• _What the exercise asks_: Repeat the stretch of entries below from the line with "zero or unusable." through the line with "pub struct OrderRequest". Include both ends and add nothing.

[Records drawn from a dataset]
========
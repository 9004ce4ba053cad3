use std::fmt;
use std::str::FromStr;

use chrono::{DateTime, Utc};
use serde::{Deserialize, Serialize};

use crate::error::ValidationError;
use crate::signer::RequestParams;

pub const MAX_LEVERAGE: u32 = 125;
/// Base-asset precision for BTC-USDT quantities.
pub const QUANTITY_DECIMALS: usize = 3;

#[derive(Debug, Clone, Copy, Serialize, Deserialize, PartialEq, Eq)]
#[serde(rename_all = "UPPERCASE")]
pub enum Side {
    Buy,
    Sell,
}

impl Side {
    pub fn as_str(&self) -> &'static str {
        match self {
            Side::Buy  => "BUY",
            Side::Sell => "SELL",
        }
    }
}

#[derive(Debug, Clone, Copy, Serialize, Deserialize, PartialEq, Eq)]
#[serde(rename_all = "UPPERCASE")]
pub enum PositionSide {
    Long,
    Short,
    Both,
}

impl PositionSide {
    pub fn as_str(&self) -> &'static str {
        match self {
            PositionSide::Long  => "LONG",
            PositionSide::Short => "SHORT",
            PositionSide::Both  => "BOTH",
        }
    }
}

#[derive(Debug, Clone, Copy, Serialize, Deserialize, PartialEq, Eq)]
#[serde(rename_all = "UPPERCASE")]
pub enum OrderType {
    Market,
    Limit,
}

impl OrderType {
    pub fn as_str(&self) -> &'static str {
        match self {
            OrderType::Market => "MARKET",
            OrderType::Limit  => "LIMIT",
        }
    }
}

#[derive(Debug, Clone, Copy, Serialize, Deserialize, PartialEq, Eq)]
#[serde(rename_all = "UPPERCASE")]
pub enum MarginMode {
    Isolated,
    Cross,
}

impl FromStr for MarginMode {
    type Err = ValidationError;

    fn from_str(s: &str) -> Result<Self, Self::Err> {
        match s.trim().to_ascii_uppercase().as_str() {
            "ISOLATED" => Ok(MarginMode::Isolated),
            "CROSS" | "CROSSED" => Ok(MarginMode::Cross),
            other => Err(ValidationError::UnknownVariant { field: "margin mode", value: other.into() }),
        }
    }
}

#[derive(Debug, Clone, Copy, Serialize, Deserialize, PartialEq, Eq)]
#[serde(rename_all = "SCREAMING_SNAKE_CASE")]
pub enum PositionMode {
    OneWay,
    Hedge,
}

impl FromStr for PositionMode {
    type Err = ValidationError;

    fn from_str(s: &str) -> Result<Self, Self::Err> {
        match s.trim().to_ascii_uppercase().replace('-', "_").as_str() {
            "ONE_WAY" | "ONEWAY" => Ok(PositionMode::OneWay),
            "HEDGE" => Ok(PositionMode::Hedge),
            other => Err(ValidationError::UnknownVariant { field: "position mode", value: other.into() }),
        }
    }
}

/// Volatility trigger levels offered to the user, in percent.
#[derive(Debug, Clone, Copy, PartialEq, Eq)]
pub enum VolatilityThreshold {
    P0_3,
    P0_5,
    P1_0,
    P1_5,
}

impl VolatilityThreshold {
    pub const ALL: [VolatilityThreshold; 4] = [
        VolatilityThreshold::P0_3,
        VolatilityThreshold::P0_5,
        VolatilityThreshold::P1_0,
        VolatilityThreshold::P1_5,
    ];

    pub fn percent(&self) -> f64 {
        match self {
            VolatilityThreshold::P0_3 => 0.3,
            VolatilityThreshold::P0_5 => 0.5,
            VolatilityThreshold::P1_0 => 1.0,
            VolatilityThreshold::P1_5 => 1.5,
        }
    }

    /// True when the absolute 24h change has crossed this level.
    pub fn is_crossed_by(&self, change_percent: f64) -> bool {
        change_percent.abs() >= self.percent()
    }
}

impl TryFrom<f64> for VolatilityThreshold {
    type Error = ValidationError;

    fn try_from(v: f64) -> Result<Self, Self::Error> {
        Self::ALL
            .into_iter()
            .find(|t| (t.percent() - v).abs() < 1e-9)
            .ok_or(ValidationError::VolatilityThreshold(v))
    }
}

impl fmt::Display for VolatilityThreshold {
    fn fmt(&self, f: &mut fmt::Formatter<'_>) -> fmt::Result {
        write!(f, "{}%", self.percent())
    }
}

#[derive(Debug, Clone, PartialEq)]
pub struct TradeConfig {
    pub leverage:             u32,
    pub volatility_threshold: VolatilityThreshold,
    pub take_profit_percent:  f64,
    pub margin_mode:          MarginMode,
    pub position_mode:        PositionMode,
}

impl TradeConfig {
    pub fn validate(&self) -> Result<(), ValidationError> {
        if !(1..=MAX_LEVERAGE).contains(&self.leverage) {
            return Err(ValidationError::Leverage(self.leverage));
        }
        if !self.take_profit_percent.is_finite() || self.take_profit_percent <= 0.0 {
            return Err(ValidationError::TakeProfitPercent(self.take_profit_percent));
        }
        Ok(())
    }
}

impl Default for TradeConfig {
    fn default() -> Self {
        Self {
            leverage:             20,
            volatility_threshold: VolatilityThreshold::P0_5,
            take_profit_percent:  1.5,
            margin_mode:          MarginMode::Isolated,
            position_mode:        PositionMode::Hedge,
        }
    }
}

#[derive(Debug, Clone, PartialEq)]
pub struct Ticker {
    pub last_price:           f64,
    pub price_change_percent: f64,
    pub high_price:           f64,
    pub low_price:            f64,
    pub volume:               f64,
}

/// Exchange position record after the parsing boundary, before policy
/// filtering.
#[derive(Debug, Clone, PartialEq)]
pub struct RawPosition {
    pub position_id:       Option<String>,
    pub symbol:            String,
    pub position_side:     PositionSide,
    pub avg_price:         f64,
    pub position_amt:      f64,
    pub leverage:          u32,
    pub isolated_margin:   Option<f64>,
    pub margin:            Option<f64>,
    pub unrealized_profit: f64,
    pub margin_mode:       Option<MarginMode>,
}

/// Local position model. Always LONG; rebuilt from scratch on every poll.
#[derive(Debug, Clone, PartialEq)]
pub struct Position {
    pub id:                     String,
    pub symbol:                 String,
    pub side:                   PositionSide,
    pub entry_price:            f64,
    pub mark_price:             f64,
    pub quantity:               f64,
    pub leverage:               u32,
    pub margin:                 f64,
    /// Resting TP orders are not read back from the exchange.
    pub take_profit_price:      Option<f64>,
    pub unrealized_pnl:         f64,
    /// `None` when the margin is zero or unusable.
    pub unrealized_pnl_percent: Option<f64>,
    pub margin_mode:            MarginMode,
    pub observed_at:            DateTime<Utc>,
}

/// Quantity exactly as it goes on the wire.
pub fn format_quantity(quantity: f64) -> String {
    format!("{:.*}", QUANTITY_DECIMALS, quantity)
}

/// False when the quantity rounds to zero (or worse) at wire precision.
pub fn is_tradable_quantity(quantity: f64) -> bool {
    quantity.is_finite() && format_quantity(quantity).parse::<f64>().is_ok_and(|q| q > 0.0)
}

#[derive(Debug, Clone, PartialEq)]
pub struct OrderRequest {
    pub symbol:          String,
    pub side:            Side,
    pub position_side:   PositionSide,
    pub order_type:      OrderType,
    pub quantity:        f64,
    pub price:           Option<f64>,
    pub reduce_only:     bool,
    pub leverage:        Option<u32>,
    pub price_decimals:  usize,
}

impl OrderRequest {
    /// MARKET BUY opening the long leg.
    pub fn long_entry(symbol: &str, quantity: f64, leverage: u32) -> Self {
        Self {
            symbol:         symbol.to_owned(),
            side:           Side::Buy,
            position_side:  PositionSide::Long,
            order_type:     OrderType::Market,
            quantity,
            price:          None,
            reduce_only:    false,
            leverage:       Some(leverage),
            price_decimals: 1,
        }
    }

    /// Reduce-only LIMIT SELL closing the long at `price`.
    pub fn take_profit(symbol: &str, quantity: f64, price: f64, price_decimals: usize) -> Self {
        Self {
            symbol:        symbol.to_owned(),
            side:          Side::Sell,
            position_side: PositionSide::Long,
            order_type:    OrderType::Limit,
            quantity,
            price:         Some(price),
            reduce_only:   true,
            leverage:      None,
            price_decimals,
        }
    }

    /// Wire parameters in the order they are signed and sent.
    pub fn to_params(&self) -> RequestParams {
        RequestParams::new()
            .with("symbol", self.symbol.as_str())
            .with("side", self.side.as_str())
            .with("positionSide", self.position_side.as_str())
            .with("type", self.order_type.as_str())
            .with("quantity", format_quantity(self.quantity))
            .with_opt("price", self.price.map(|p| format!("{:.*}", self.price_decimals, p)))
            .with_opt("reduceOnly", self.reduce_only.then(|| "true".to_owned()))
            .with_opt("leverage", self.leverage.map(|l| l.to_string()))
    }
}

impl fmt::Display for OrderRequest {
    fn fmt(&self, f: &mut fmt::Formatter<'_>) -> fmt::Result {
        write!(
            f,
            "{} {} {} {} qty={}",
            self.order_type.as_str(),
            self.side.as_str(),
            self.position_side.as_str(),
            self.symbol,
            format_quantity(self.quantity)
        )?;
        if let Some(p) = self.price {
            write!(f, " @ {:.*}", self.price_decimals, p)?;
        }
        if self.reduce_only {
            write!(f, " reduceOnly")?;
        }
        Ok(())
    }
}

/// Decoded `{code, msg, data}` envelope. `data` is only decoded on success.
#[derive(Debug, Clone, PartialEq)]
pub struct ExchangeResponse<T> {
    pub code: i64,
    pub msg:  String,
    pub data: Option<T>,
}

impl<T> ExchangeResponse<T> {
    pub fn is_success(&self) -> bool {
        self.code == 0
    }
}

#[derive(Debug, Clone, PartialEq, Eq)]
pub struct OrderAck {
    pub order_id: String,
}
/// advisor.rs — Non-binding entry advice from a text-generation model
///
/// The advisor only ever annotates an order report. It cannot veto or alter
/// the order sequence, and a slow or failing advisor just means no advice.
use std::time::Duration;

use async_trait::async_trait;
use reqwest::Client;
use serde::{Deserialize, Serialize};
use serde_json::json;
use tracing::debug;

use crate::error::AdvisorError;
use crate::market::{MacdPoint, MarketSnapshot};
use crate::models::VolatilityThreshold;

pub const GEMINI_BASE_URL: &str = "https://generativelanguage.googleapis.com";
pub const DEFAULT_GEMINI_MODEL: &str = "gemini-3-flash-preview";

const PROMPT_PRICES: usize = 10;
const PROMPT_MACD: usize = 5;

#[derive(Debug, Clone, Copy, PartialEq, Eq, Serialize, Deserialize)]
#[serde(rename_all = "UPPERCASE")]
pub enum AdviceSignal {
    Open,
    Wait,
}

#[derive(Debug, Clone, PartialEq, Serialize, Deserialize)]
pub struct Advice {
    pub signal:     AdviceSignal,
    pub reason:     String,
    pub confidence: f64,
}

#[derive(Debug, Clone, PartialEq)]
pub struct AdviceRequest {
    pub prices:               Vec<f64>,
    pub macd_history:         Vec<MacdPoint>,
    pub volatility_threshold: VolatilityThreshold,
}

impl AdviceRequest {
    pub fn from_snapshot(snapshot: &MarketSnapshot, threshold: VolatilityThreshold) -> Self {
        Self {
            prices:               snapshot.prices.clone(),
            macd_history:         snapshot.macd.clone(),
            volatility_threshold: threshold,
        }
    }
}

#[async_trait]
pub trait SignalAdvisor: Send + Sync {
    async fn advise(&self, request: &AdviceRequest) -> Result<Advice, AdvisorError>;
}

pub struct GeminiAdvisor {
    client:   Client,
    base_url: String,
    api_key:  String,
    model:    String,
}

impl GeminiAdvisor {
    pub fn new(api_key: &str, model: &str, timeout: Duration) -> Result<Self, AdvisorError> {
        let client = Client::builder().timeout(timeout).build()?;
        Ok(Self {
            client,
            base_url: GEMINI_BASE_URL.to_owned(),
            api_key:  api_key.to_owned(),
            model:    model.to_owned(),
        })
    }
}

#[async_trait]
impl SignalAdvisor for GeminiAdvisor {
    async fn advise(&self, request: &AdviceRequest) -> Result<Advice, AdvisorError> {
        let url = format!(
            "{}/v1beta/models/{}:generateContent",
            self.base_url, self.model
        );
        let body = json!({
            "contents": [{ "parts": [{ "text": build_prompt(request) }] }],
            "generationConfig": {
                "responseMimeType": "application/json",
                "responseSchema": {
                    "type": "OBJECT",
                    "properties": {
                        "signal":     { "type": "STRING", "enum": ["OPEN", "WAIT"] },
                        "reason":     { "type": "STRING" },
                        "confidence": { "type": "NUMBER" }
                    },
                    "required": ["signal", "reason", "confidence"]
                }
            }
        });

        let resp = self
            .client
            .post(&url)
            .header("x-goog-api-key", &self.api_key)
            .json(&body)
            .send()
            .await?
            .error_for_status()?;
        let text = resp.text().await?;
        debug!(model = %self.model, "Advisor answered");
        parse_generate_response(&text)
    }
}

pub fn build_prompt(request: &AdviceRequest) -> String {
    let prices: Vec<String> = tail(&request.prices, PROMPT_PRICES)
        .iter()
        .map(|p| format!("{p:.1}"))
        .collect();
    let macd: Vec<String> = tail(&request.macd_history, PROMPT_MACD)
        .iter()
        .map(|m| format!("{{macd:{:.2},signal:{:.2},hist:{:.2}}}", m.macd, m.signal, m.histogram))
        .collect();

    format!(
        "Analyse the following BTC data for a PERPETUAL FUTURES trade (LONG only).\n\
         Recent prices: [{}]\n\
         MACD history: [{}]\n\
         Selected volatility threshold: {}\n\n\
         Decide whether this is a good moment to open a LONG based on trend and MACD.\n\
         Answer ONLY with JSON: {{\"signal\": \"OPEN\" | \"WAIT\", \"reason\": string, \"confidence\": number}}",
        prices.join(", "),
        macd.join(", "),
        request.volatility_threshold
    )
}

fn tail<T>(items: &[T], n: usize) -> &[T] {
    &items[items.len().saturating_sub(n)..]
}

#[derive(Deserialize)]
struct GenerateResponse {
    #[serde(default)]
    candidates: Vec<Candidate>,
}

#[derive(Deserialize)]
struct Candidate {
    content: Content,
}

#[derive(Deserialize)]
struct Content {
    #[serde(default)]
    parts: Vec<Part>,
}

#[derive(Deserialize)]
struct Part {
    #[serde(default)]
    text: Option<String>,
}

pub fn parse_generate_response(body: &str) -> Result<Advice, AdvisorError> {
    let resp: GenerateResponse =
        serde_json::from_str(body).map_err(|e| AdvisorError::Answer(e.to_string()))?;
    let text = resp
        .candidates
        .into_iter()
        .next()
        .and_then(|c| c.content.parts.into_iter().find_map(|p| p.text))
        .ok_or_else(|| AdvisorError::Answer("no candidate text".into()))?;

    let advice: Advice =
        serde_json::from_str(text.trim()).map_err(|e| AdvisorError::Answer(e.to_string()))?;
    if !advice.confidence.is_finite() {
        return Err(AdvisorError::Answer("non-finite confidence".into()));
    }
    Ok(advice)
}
========
• _Result for this exercise_:
    /// `None` when the margin is zero or unusable.
    pub unrealized_pnl_percent: Option<f64>,
    pub margin_mode:            MarginMode,
    pub observed_at:            DateTime<Utc>,
}

/// Quantity exactly as it goes on the wire.
pub fn format_quantity(quantity: f64) -> String {
    format!("{:.*}", QUANTITY_DECIMALS, quantity)
}

/// False when the quantity rounds to zero (or worse) at wire precision.
pub fn is_tradable_quantity(quantity: f64) -> bool {
    quantity.is_finite() && format_quantity(quantity).parse::<f64>().is_ok_and(|q| q > 0.0)
}

#[derive(Debug, Clone, PartialEq)]
pub struct OrderRequest {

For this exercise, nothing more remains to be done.